Across the road rogue trails cut into the woods away from a powerline, and I found myself alone again, rolling along the edge of a steep bank hemmed in by a chain link fence that wandered closer and closer to the edge of the precipice. With nothing for reference, I couldn’t really tell if I was inside or outside the fence. Or if it mattered. After an awkward section where the fence finally kissed the edge of the ravine and I had to rock climb around a corner with the bike over my head, the trail finally migrated away from the edge and freed me to wander. I emerged through a pine thicket to the shores of a large reservoir and was again surrounded by others enjoying the beautifully sunny August day.
After crossing the busy four lane Highway 44, I was again following a powerline, and again on singletrack in the woods. Some of the best riding of the day followed as I reached the height of land. For the next hour and half I was descending: first through the thick woods, then in a tall pine forest, then on rocky doubletrack. A steep descent on the wooded doubletrack dumped me out onto a paved park trail where I eventually rolled out onto road. The road led me into the heart of Hartford. At first, I rolled safely along in a wide breakdown lane until suddenly it was gone.
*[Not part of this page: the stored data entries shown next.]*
//! Antivirus daemon client (clamd INSTREAM protocol).
//!
//! Each scan opens a fresh connection, writes the literal `zINSTREAM\0`,
//! streams the body as 4-byte big-endian length-prefixed frames of at
//! most 16 KiB, terminates with a zero-length frame, and reads one
//! response line. A circuit breaker short-circuits scans while the daemon
//! is known to be down.

use std::io::{Read, Write};
use std::net::{TcpStream, ToSocketAddrs};
use std::os::unix::net::UnixStream;
use std::path::PathBuf;
use std::sync::Mutex;
use std::time::{Duration, Instant};

use thiserror::Error;
use tracing::{debug, warn};

use crate::config::Config;

/// Body bytes per INSTREAM frame.
pub const CHUNK_SIZE: usize = 16 * 1024;

/// Bound on the daemon's response line.
const RESPONSE_CAP: usize = 1024;

/// Per-direction socket deadline.
const IO_TIMEOUT: Duration = Duration::from_secs(30);

/// Consecutive failures before the breaker opens.
const CB_FAILURE_THRESHOLD: u32 = 5;

/// Cooldown before an open breaker allows a probe.
const CB_RECOVERY: Duration = Duration::from_secs(30);

#[derive(Debug, Clone, PartialEq, Eq)]
pub enum ScanVerdict {
    Clean,
    /// The daemon's response line naming the threat.
    Infected(String),
}

#[derive(Debug, Error)]
pub enum ScanError {
    #[error("scanner circuit breaker open")]
    CircuitOpen,
    #[error("scanner I/O failed: {0}")]
    Io(#[from] std::io::Error),
    #[error("unexpected scanner reply: {0}")]
    Protocol(String),
}

/// Where the daemon listens.
#[derive(Debug, Clone)]
pub enum ClamdEndpoint {
    Tcp { host: String, port: u16 },
    Unix(PathBuf),
}

impl ClamdEndpoint {
    pub fn from_config(cfg: &Config) -> Self {
        match &cfg.clamd_socket {
            Some(path) => ClamdEndpoint::Unix(path.clone()),
            None => ClamdEndpoint::Tcp {
                host: cfg.clamd_host.clone(),
                port: cfg.clamd_port,
            },
        }
    }
}

#[derive(Debug, Clone, Copy, PartialEq, Eq)]
enum BreakerState {
    Closed,
    Open,
    HalfOpen,
}

struct Breaker {
    state: BreakerState,
    failures: u32,
    last_failure: Option<Instant>,
}

impl Breaker {
    fn new() -> Self {
        Self {
            state: BreakerState::Closed,
            failures: 0,
            last_failure: None,
        }
    }

    fn allow(&mut self) -> bool {
        match self.state {
            BreakerState::Closed => true,
            BreakerState::HalfOpen => true,
            BreakerState::Open => {
                let elapsed = self
                    .last_failure
                    .map(|t| t.elapsed())
                    .unwrap_or(CB_RECOVERY);
                if elapsed >= CB_RECOVERY {
                    debug!("scanner circuit breaker half-open, allowing probe");
                    self.state = BreakerState::HalfOpen;
                    true
                } else {
                    false
                }
            }
        }
    }

    fn record_success(&mut self) {
        if self.state != BreakerState::Closed {
            debug!("scanner circuit breaker closed");
        }
        self.failures = 0;
        self.state = BreakerState::Closed;
    }

    fn record_failure(&mut self) {
        self.failures += 1;
        self.last_failure = Some(Instant::now());
        if self.failures >= CB_FAILURE_THRESHOLD && self.state != BreakerState::Open {
            warn!(failures = self.failures, "scanner circuit breaker open");
            self.state = BreakerState::Open;
        } else if self.state == BreakerState::HalfOpen {
            // Probe failed: straight back to open.
            self.state = BreakerState::Open;
        }
    }
}

pub struct ClamdClient {
    endpoint: ClamdEndpoint,
    breaker: Mutex<Breaker>,
}

impl ClamdClient {
    pub fn new(endpoint: ClamdEndpoint) -> Self {
        Self {
            endpoint,
            breaker: Mutex::new(Breaker::new()),
        }
    }

    /// Scan `body`, short-circuiting while the breaker is open. A verdict
    /// (clean or infected) counts as breaker success; connection,
    /// deadline, and protocol failures count against it.
    pub fn scan(&self, body: &[u8]) -> Result<ScanVerdict, ScanError> {
        {
            let mut breaker = self.breaker.lock().map_err(|_| ScanError::CircuitOpen)?;
            if !breaker.allow() {
                return Err(ScanError::CircuitOpen);
            }
        }

        let result = self.scan_once(body);
        let mut breaker = self.breaker.lock().map_err(|_| ScanError::CircuitOpen)?;
        match &result {
            Ok(_) => breaker.record_success(),
            Err(_) => breaker.record_failure(),
        }
        result
    }

    fn scan_once(&self, body: &[u8]) -> Result<ScanVerdict, ScanError> {
        match &self.endpoint {
            ClamdEndpoint::Tcp { host, port } => {
                let addr = (host.as_str(), *port)
                    .to_socket_addrs()?
                    .next()
                    .ok_or_else(|| {
                        ScanError::Io(std::io::Error::new(
                            std::io::ErrorKind::NotFound,
                            format!("cannot resolve scanner host {host}"),
                        ))
                    })?;
                let mut stream = TcpStream::connect_timeout(&addr, IO_TIMEOUT)?;
                stream.set_read_timeout(Some(IO_TIMEOUT))?;
                stream.set_write_timeout(Some(IO_TIMEOUT))?;
                instream_exchange(&mut stream, body)
            }
            ClamdEndpoint::Unix(path) => {
                let mut stream = UnixStream::connect(path)?;
                stream.set_read_timeout(Some(IO_TIMEOUT))?;
                stream.set_write_timeout(Some(IO_TIMEOUT))?;
                instream_exchange(&mut stream, body)
            }
        }
    }
}

/// Run one INSTREAM exchange over an established stream.
fn instream_exchange<S: Read + Write>(
    stream: &mut S,
    body: &[u8],
) -> Result<ScanVerdict, ScanError> {
    stream.write_all(b"zINSTREAM\0")?;

    for chunk in body.chunks(CHUNK_SIZE) {
        stream.write_all(&(chunk.len() as u32).to_be_bytes())?;
        stream.write_all(chunk)?;
    }
    stream.write_all(&0u32.to_be_bytes())?;
    stream.flush()?;

    let line = read_response_line(stream)?;
    debug!(reply = %line, "scanner reply");

    if line.contains("FOUND") {
        Ok(ScanVerdict::Infected(line))
    } else if line.contains("OK") {
        Ok(ScanVerdict::Clean)
    } else {
        Err(ScanError::Protocol(line))
    }
}

/// Read one response line, bounded, ending at newline, NUL, or EOF.
fn read_response_line<S: Read>(stream: &mut S) -> Result<String, ScanError> {
    let mut line = Vec::with_capacity(64);
    let mut byte = [0u8; 1];
    while line.len() < RESPONSE_CAP {
        let n = stream.read(&mut byte)?;
        if n == 0 || byte[0] == b'\n' || byte[0] == 0 {
            break;
        }
        line.push(byte[0]);
    }
    Ok(String::from_utf8_lossy(&line).into_owned())
}

// ── Tests ───────────────────────────────────────────────────────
I was left to sprint through the heart of a busy commercial section, trying to keep pace and anticipate cars as they ducked and weaved through buzzing traffic.
I found my way to the Capitol grounds, and wider roads where I was able to relax and enjoy the sights. I wandered past the capitol building and through the quiet downtown to a large bridge spanning the Connecticut River. It was now late afternoon and I zipped along the paved trail on the far side of the river heading south. I had hoped to cut through the campus of a large factory, but had to improvise when I found a guarded gatehouse blocking my intended way. Eventually I worked my way over to Interstate 84, where I linked up with the Charter Oak Greenway.
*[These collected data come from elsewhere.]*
//! Dot-boundary domain matching and the built-in host lists.
//!
//! Allowlist entries beginning with `.` match either the bare domain
//! exactly or any host ending with the full dot-prefixed entry. The
//! leading dot enforces a label boundary, so `evil-slack.com` can never
//! satisfy an entry of `.slack.com`. Entries without a leading dot match
//! only the exact host. All comparisons are case-insensitive per DNS
//! conventions.

/// Destinations considered "known" for the new-domain policy. A host that
/// matches none of these is treated as a new domain and subjected to the
/// active security level.
const KNOWN_DOMAINS: &[&str] = &[
    ".api.anthropic.com",
    ".api.openai.com",
    ".api.github.com",
    ".github.com",
    ".amazonaws.com",
    ".api.telegram.org",
    ".discord.com",
    ".api.slack.com",
];

/// Package registries that fail open when the antivirus daemon is
/// unavailable. Large tarball downloads routinely outlive the scanner
/// deadline; these hosts are trusted enough to pass un-scanned rather
/// than break builds.
const KNOWN_PACKAGE_REGISTRIES: &[&str] = &[
    ".registry.npmjs.org",
    ".deb.nodesource.com",
    ".deb.debian.org",
    ".bun.sh",
    ".github.com",
    ".githubusercontent.com",
    ".pypi.org",
    ".files.pythonhosted.org",
    ".crates.io",
    ".static.crates.io",
    ".rubygems.org",
];

/// Check `host` against an allowlist with dot-boundary semantics.
pub fn matches_domain<S: AsRef<str>>(host: &str, entries: &[S]) -> bool {
    if host.is_empty() {
        return false;
    }

    for entry in entries {
        let entry = entry.as_ref();
        if entry.is_empty() {
            continue;
        }

        if let Some(bare) = entry.strip_prefix('.') {
            // Exact match against the bare domain.
            if host.eq_ignore_ascii_case(bare) {
                return true;
            }
            // Suffix match: the host must end with the full dot-prefixed
            // entry, which carries the boundary dot with it. Compared as
            // bytes; a host header is not guaranteed to be clean UTF-8
            // at arbitrary offsets.
            if host.len() > entry.len() {
                let suffix = &host.as_bytes()[host.len() - entry.len()..];
                if suffix.eq_ignore_ascii_case(entry.as_bytes()) {
                    return true;
                }
            }
        } else if host.eq_ignore_ascii_case(entry) {
            return true;
        }
    }

    false
}

/// Whether `host` is a known-good destination for policy purposes.
pub fn is_known_domain(host: &str) -> bool {
    matches_domain(host, KNOWN_DOMAINS)
}

/// Whether `host` is a known package registry (antivirus fail-open set).
pub fn is_known_package_registry(host: &str) -> bool {
    matches_domain(host, KNOWN_PACKAGE_REGISTRIES)
}

/// Split a comma-separated domain list from the environment into trimmed,
/// non-empty entries.
pub fn parse_domain_list(raw: &str) -> Vec<String> {
    raw.split(',')
        .map(str::trim)
        .filter(|s| !s.is_empty())
        .map(str::to_string)
        .collect()
}

// ── Tests ───────────────────────────────────────────────────────

#[cfg(test)]
mod tests {
    use super::*;

    const LIST: &[&str] = &[".slack.com", ".api.telegram.org", "exact.example.com"];

    #[test]
    fn test_suffix_match_with_dot_boundary() {
        assert!(matches_domain("api.slack.com", LIST));
        assert!(matches_domain("files.api.slack.com", LIST));
        assert!(matches_domain("api.telegram.org", LIST));
    }

    #[test]
    fn test_bare_domain_exact_match() {
        assert!(matches_domain("slack.com", LIST));
    }

    #[test]
    fn test_substring_spoof_rejected() {
        assert!(!matches_domain("evil-slack.com", LIST));
        assert!(!matches_domain("notslack.com", LIST));
        assert!(!matches_domain("xslack.com", LIST));
        assert!(!matches_domain("slack.com.evil.net", LIST));
    }

    #[test]
    fn test_case_insensitive() {
        assert!(matches_domain("API.SLACK.COM", LIST));
        assert!(matches_domain("Slack.Com", LIST));
        assert!(matches_domain("EXACT.EXAMPLE.COM", LIST));
    }

    #[test]
    fn test_non_dot_entry_exact_only() {
        assert!(matches_domain("exact.example.com", LIST));
        assert!(!matches_domain("sub.exact.example.com", LIST));
    }

    #[test]
    fn test_empty_host_rejected() {
        assert!(!matches_domain("", LIST));
    }

    #[test]
    fn test_empty_entry_skipped() {
        let list = ["", ".ok.net"];
        assert!(matches_domain("api.ok.net", &list));
        assert!(!matches_domain("anything.else", &list));
    }

    #[test]
    fn test_known_domains() {
        assert!(is_known_domain("api.telegram.org"));
        assert!(is_known_domain("uploads.github.com"));
        assert!(is_known_domain("s3.amazonaws.com"));
        assert!(!is_known_domain("evil.example.com"));
        assert!(!is_known_domain(""));
    }

    #[test]
    fn test_known_package_registries() {
        assert!(is_known_package_registry("registry.npmjs.org"));
        assert!(is_known_package_registry("static.crates.io"));
        assert!(is_known_package_registry("files.pythonhosted.org"));
        assert!(!is_known_package_registry("registry.evil.io"));
    }

    #[test]
    fn test_parse_domain_list() {
        let parsed = parse_domain_list(" .slack.com , .api.telegram.org ,, ");
        assert_eq!(parsed, vec![".slack.com", ".api.telegram.org"]);
        assert!(parse_domain_list("").is_empty());
    }
}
Originally my plan had been to follow the Greenway to Case Mountain Park and find a spot to camp for the night, but my tired legs ran out of gas as I approached Manchester. I cringed at the thought of the climb needed to get to the park.
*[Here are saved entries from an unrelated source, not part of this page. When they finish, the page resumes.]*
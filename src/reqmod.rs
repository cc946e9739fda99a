//! REQMOD service `polis_dlp` - outbound DLP with approve-command rewrite.
//!
//! Every outbound request body is screened against the credential catalog
//! and the new-domain policy. Blocked requests receive a synthesized 403
//! carrying a freshly minted request id for the approval workflow. On the
//! allowed path, a `/polis-approve req-xxxxxxxx` command embedded in the
//! body is rewritten in place: the request id is swapped for a single-use
//! token registered in the shared store, so the live id never reaches the
//! messaging channel.

use std::path::Path;

use anyhow::Context;
use serde_json::json;
use tracing::{debug, info, warn};

use crate::audit;
use crate::body::{BodyAccumulator, REQMOD_SCAN_CAP};
use crate::config::Config;
use crate::domains;
use crate::icap::{
    IcapError, IcapRequest, IcapService, IcapVector, ModVerdict, PreviewVerdict,
    SynthesizedResponse, WriteOutcome,
};
use crate::patterns::PatternRegistry;
use crate::policy::{self, PolicyAction, PolicyPoller};
use crate::store::{
    keys, valkey_connector, StoreCoordinator, StoreError, StoreIdentity, ValkeyConfig,
};
use crate::token;

pub const SERVICE_NAME: &str = "polis_dlp";

/// TTL of a registered one-time token.
const OTT_TTL_SECS: u64 = 600;

/// TTL of the per-request-id rewrite lock.
const OTT_LOCK_TTL_SECS: u64 = 30;

const UNAVAILABLE_BODY: &str =
    "Approval service temporarily unavailable. Please retry in a moment.\n";

pub struct ReqmodService {
    patterns: PatternRegistry,
    policy: PolicyPoller,
    gov_store: StoreCoordinator,
    approve_re: regex::bytes::Regex,
    time_gate_secs: i64,
}

pub struct ReqmodData {
    body: BodyAccumulator,
    host: String,
    blocked: bool,
    matched_pattern: String,
    request_id: String,
    ott_rewritten: bool,
    rewritten_sent: usize,
    error_page: Vec<u8>,
    error_sent: usize,
    eof: bool,
}

enum RewriteOutcome {
    NotApplicable,
    Rewritten,
    ServiceUnavailable,
}

impl ReqmodService {
    pub fn new(
        patterns: PatternRegistry,
        policy: PolicyPoller,
        gov_store: StoreCoordinator,
        time_gate_secs: i64,
    ) -> anyhow::Result<Self> {
        anyhow::ensure!(
            !patterns.is_empty(),
            "credential catalog is empty, refusing to start"
        );
        let approve_re = regex::bytes::Regex::new(r"/polis-approve\s+(req-[a-f0-9]{8})")
            .context("failed to compile approve command regex")?;
        Ok(Self {
            patterns,
            policy,
            gov_store,
            approve_re,
            time_gate_secs,
        })
    }

    /// Production wiring: catalog from disk, both store identities over
    /// mutual TLS.
    pub fn from_config(cfg: &Config, catalog: &Path) -> anyhow::Result<Self> {
        let patterns = PatternRegistry::load(catalog)?;
        let policy = PolicyPoller::new(StoreCoordinator::new(
            StoreIdentity::DlpReader,
            valkey_connector(ValkeyConfig::from_config(cfg, StoreIdentity::DlpReader)),
        ));
        let gov_store = StoreCoordinator::new(
            StoreIdentity::GovReqmod,
            valkey_connector(ValkeyConfig::from_config(cfg, StoreIdentity::GovReqmod)),
        );
        Self::new(patterns, policy, gov_store, cfg.time_gate_secs)
    }

    fn apply_policy(&self, host: &str, has_credential: bool) -> PolicyAction {
        let level = self.policy.current_level();
        policy::apply(level, domains::is_known_domain(host), has_credential)
    }

    fn synthesize_block(&self, data: &mut ReqmodData, req: &mut IcapRequest) {
        match token::generate_request_id() {
            Ok(rid) => data.request_id = rid,
            // The id header is simply omitted; the block itself stands.
            Err(e) => warn!(error = %e, "request id generation failed"),
        }

        let body = format!(
            "<html><head><title>403 Forbidden</title></head>\
             <body><h1>403 Forbidden</h1>\
             <p>Request blocked by DLP: {}</p></body></html>",
            data.matched_pattern
        );
        data.error_page = body.into_bytes();

        let mut resp = SynthesizedResponse::new("HTTP/1.1 403 Forbidden")
            .header("Server", "polis-dlp")
            .header("Content-Type", "text/html")
            .header("Connection", "close")
            .header("Content-Length", data.error_page.len().to_string())
            .header("X-polis-Block", "true")
            .header("X-polis-Reason", data.matched_pattern.as_str())
            .header("X-polis-Pattern", data.matched_pattern.as_str());
        if !data.request_id.is_empty() {
            resp = resp.header("X-polis-Request-Id", data.request_id.as_str());
        }
        req.synthesized = Some(resp);

        info!(
            host = %data.host,
            pattern = %data.matched_pattern,
            request_id = %data.request_id,
            "request blocked"
        );
    }

    fn synthesize_unavailable(&self, data: &mut ReqmodData, req: &mut IcapRequest) {
        warn!(
            host = %data.host,
            "approval store unreachable, blocking approve command so the request id cannot leak"
        );
        data.blocked = true;
        data.error_page = UNAVAILABLE_BODY.as_bytes().to_vec();
        req.synthesized = Some(
            SynthesizedResponse::new("HTTP/1.1 403 Forbidden")
                .header("X-polis-Block", "approval_service_unavailable")
                .header("Content-Type", "text/plain")
                .header("Content-Length", data.error_page.len().to_string()),
        );
    }

    /// Allowed-pass rewrite: swap an embedded approve-command request id
    /// for a registered one-time token, length-preserving.
    fn try_ott_rewrite(&self, data: &mut ReqmodData) -> RewriteOutcome {
        let (request_id, span) = {
            let Some(caps) = self.approve_re.captures(data.body.scan_buf()) else {
                return RewriteOutcome::NotApplicable;
            };
            let Some(m) = caps.get(1) else {
                return RewriteOutcome::NotApplicable;
            };
            (String::from_utf8_lossy(m.as_bytes()).into_owned(), m.range())
        };

        debug!(request_id = %request_id, "approve command found");

        if !token::is_valid_request_id(&request_id) {
            warn!("request id format invalid, skipping rewrite");
            return RewriteOutcome::NotApplicable;
        }
        if data.host.is_empty() {
            warn!("approve command without Host header, skipping rewrite");
            return RewriteOutcome::NotApplicable;
        }
        if data.body.overflowed() {
            // The rewritten scan buffer doubles as the replay source, so
            // a body past the scan cap cannot be rewritten.
            warn!(
                total = data.body.total_len(),
                "body exceeds scan cap, skipping rewrite"
            );
            return RewriteOutcome::NotApplicable;
        }

        let now = chrono::Utc::now().timestamp();
        let armed_after = now + self.time_gate_secs;
        let host = data.host.clone();
        let rid = request_id.clone();

        let registered = self.gov_store.with_conn(|conn| {
            if !conn.set_nx_ex(&keys::ott_lock(&rid), "1", OTT_LOCK_TTL_SECS)? {
                debug!(request_id = %rid, "rewrite lock contention, skipping");
                return Ok(None);
            }
            if !conn.exists(&keys::blocked(&rid))? {
                debug!(request_id = %rid, "no blocked record, skipping rewrite");
                return Ok(None);
            }

            let mut ott = match token::generate_ott() {
                Ok(t) => t,
                Err(e) => {
                    warn!(error = %e, "token generation failed, abandoning rewrite");
                    return Ok(None);
                }
            };
            let mut mapping = ott_mapping(&ott, &rid, armed_after, &host);
            if !conn.set_nx_ex(&keys::ott(&ott), &mapping, OTT_TTL_SECS)? {
                warn!("token collision, regenerating");
                ott = match token::generate_ott() {
                    Ok(t) => t,
                    Err(e) => {
                        warn!(error = %e, "token regeneration failed, abandoning rewrite");
                        return Ok(None);
                    }
                };
                mapping = ott_mapping(&ott, &rid, armed_after, &host);
                if !conn.set_nx_ex(&keys::ott(&ott), &mapping, OTT_TTL_SECS)? {
                    warn!("token collision on retry, abandoning rewrite");
                    return Ok(None);
                }
            }

            if let Err(e) = audit::append(
                conn,
                now,
                &audit::ott_rewrite_event(&rid, &ott, &host, now),
            ) {
                warn!(error = %e, "audit write failed for rewrite event");
            }
            Ok(Some(ott))
        });

        let ott = match registered {
            Ok(Some(ott)) => ott,
            Ok(None) => return RewriteOutcome::NotApplicable,
            Err(StoreError::Command(e)) => {
                warn!(error = %e, "store command failed during rewrite, skipping");
                return RewriteOutcome::NotApplicable;
            }
            Err(_) => return RewriteOutcome::ServiceUnavailable,
        };

        if span.len() != ott.len() {
            warn!("token length mismatch, abandoning rewrite");
            return RewriteOutcome::NotApplicable;
        }
        let size_before = data.body.scan_buf().len();
        data.body.scan_buf_mut()[span].copy_from_slice(ott.as_bytes());
        if data.body.scan_buf().len() != size_before {
            warn!("buffer size changed during substitution, abandoning rewrite");
            return RewriteOutcome::NotApplicable;
        }

        data.ott_rewritten = true;
        data.rewritten_sent = 0;
        info!(
            request_id = %request_id,
            host = %data.host,
            "approve command rewritten"
        );
        RewriteOutcome::Rewritten
    }
}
Waving the white flag, I rolled into Manchester for the night and setup camp in another cheap motel. I found a gem of a spot. And by gem, I mean it was the worst place I’ve ever stayed. I’m convinced that the person who last stayed in my room died of tuberculosis, but managed to give it to the person next door before leaving in a bag. It was the kind of place that smelled like a frat house bathroom mat had been placed over the broken air conditioner. Imagine sleeping in a dirty sock.
In short, it was the kind of place that will forever make me think twice about giving up a night in the hammock for a night in a motel. Forever.
It is not, however, what I think of when I think of Connecticut. I think of the Metacomet. The miles and miles of wild Metacomet.
And my love affair with Connecticut bikeways was only just beginning.